About this exercise
In the response, the entries must appear exactly as supplied.

Data to process
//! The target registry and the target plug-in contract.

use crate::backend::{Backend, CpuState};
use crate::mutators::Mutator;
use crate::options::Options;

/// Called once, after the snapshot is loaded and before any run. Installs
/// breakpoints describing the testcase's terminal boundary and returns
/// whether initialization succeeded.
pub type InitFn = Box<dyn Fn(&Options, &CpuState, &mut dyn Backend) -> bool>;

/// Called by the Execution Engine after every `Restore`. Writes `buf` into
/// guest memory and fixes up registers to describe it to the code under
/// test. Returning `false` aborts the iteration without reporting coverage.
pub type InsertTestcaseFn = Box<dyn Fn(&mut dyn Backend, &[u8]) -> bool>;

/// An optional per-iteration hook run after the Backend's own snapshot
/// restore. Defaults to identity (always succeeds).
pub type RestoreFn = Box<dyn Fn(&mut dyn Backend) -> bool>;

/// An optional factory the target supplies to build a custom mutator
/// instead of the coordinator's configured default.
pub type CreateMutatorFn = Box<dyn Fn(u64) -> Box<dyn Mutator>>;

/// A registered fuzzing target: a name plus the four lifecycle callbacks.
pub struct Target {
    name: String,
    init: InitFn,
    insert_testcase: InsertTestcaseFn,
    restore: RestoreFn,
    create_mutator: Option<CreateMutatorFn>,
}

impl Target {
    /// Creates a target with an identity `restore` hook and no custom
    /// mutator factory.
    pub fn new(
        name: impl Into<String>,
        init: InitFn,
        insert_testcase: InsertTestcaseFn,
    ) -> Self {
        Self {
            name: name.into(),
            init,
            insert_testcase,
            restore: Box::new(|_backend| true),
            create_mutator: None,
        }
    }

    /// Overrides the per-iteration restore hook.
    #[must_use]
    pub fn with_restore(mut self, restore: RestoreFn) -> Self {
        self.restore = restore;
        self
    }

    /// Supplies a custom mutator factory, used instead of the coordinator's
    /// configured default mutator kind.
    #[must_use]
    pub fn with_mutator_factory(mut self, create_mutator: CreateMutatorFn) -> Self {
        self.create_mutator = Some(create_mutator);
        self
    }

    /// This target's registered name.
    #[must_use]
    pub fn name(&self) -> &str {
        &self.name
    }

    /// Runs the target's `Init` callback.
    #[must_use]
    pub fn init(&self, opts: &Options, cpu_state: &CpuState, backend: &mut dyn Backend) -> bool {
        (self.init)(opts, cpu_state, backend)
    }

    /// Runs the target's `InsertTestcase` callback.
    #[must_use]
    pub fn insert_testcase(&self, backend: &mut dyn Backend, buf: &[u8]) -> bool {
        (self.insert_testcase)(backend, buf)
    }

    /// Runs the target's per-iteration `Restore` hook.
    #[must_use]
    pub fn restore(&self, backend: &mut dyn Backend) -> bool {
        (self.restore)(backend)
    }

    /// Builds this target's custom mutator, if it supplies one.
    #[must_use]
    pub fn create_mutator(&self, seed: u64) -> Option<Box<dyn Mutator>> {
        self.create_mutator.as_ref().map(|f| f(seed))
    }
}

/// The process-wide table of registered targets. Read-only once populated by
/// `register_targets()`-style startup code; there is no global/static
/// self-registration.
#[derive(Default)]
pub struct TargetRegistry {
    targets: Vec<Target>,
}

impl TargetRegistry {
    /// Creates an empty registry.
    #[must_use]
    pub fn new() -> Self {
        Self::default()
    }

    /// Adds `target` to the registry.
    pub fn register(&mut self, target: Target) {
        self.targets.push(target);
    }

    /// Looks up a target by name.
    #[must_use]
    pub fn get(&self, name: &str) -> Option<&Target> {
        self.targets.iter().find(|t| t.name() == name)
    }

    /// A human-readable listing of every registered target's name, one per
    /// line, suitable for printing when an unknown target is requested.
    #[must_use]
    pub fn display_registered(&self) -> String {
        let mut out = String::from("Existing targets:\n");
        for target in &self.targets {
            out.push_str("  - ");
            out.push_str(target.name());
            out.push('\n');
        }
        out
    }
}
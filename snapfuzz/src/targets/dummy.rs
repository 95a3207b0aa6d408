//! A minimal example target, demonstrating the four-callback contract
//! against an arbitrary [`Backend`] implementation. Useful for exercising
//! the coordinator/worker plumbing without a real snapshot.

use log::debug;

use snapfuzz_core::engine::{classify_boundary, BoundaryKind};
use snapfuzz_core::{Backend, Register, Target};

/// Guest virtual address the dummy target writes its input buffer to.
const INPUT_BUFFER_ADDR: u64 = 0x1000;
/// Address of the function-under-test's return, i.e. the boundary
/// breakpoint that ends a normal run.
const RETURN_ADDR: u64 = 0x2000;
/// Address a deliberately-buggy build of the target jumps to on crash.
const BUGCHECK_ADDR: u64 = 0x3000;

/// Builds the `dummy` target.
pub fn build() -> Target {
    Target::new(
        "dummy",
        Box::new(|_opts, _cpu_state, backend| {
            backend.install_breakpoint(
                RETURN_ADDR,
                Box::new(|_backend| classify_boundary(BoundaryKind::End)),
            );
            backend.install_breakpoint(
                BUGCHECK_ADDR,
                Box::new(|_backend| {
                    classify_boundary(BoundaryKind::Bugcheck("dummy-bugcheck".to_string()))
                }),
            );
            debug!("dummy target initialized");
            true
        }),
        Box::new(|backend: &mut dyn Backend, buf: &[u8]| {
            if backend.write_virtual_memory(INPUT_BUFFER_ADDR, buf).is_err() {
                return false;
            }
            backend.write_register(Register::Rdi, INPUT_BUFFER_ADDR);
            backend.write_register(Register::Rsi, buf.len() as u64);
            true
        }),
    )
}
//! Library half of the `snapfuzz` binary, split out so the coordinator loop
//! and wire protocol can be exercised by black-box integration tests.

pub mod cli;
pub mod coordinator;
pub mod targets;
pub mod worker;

Task answer
//! The target registry and the target plug-in contract.

use crate::backend::{Backend, CpuState};
use crate::mutators::Mutator;
use crate::options::Options;

/// Called once, after the snapshot is loaded and before any run. Installs
/// breakpoints describing the testcase's terminal boundary and returns
/// whether initialization succeeded.
pub type InitFn = Box<dyn Fn(&Options, &CpuState, &mut dyn Backend) -> bool>;

/// Called by the Execution Engine after every `Restore`. Writes `buf` into
/// guest memory and fixes up registers to describe it to the code under
/// test. Returning `false` aborts the iteration without reporting coverage.
pub type InsertTestcaseFn = Box<dyn Fn(&mut dyn Backend, &[u8]) -> bool>;

/// An optional per-iteration hook run after the Backend's own snapshot
/// restore. Defaults to identity (always succeeds).
pub type RestoreFn = Box<dyn Fn(&mut dyn Backend) -> bool>;

/// An optional factory the target supplies to build a custom mutator
/// instead of the coordinator's configured default.
pub type CreateMutatorFn = Box<dyn Fn(u64) -> Box<dyn Mutator>>;

/// A registered fuzzing target: a name plus the four lifecycle callbacks.
pub struct Target {
    name: String,
    init: InitFn,
    insert_testcase: InsertTestcaseFn,
    restore: RestoreFn,
    create_mutator: Option<CreateMutatorFn>,
}

impl Target {
    /// Creates a target with an identity `restore` hook and no custom
    /// mutator factory.
    pub fn new(
        name: impl Into<String>,
        init: InitFn,
        insert_testcase: InsertTestcaseFn,
    ) -> Self {
        Self {
            name: name.into(),
            init,
            insert_testcase,
            restore: Box::new(|_backend| true),
            create_mutator: None,
        }
    }

    /// Overrides the per-iteration restore hook.
    #[must_use]
    pub fn with_restore(mut self, restore: RestoreFn) -> Self {
        self.restore = restore;
        self
    }

    /// Supplies a custom mutator factory, used instead of the coordinator's
    /// configured default mutator kind.
    #[must_use]
    pub fn with_mutator_factory(mut self, create_mutator: CreateMutatorFn) -> Self {
        self.create_mutator = Some(create_mutator);
        self
    }

    /// This target's registered name.
    #[must_use]
    pub fn name(&self) -> &str {
        &self.name
    }

    /// Runs the target's `Init` callback.
    #[must_use]
    pub fn init(&self, opts: &Options, cpu_state: &CpuState, backend: &mut dyn Backend) -> bool {
        (self.init)(opts, cpu_state, backend)
    }

    /// Runs the target's `InsertTestcase` callback.
    #[must_use]
    pub fn insert_testcase(&self, backend: &mut dyn Backend, buf: &[u8]) -> bool {
        (self.insert_testcase)(backend, buf)
    }

    /// Runs the target's per-iteration `Restore` hook.
    #[must_use]
    pub fn restore(&self, backend: &mut dyn Backend) -> bool {
        (self.restore)(backend)
    }

    /// Builds this target's custom mutator, if it supplies one.
    #[must_use]
    pub fn create_mutator(&self, seed: u64) -> Option<Box<dyn Mutator>> {
        self.create_mutator.as_ref().map(|f| f(seed))
    }
}

/// The process-wide table of registered targets. Read-only once populated by
/// `register_targets()`-style startup code; there is no global/static
/// self-registration.
#[derive(Default)]
pub struct TargetRegistry {
    targets: Vec<Target>,
}

impl TargetRegistry {
    /// Creates an empty registry.
    #[must_use]
    pub fn new() -> Self {
        Self::default()
    }

    /// Adds `target` to the registry.
    pub fn register(&mut self, target: Target) {
        self.targets.push(target);
    }

    /// Looks up a target by name.
    #[must_use]
    pub fn get(&self, name: &str) -> Option<&Target> {
        self.targets.iter().find(|t| t.name() == name)
    }

    /// A human-readable listing of every registered target's name, one per
    /// line, suitable for printing when an unknown target is requested.
    #[must_use]
    pub fn display_registered(&self) -> String {
        let mut out = String::from("Existing targets:\n");
        for target in &self.targets {
            out.push_str("  - ");
            out.push_str(target.name());
            out.push('\n');
        }
        out
    }
}
filename snapfuzz/src/targets/dummy.rs
repository 95a3207b0aa6d408
//! A minimal example target, demonstrating the four-callback contract
//! against an arbitrary [`Backend`] implementation. Useful for exercising
//! the coordinator/worker plumbing without a real snapshot.

use log::debug;

use snapfuzz_core::engine::{classify_boundary, BoundaryKind};
use snapfuzz_core::{Backend, Register, Target};

/// Guest virtual address the dummy target writes its input buffer to.
const INPUT_BUFFER_ADDR: u64 = 0x1000;
/// Address of the function-under-test's return, i.e. the boundary
/// breakpoint that ends a normal run.
const RETURN_ADDR: u64 = 0x2000;
/// Address a deliberately-buggy build of the target jumps to on crash.
const BUGCHECK_ADDR: u64 = 0x3000;

/// Builds the `dummy` target.
pub fn build() -> Target {
    Target::new(
        "dummy",
        Box::new(|_opts, _cpu_state, backend| {
            backend.install_breakpoint(
                RETURN_ADDR,
                Box::new(|_backend| classify_boundary(BoundaryKind::End)),
            );
            backend.install_breakpoint(
                BUGCHECK_ADDR,
                Box::new(|_backend| {
                    classify_boundary(BoundaryKind::Bugcheck("dummy-bugcheck".to_string()))
                }),
            );
            debug!("dummy target initialized");
            true
        }),
        Box::new(|backend: &mut dyn Backend, buf: &[u8]| {
            if backend.write_virtual_memory(INPUT_BUFFER_ADDR, buf).is_err() {
                return false;
            }
            backend.write_register(Register::Rdi, INPUT_BUFFER_ADDR);
            backend.write_register(Register::Rsi, buf.len() as u64);
            true
        }),
    )
}
//! Library half of the `snapfuzz` binary, split out so the coordinator loop
//! and wire protocol can be exercised by black-box integration tests.

pub mod cli;
pub mod coordinator;
pub mod targets;
pub mod worker;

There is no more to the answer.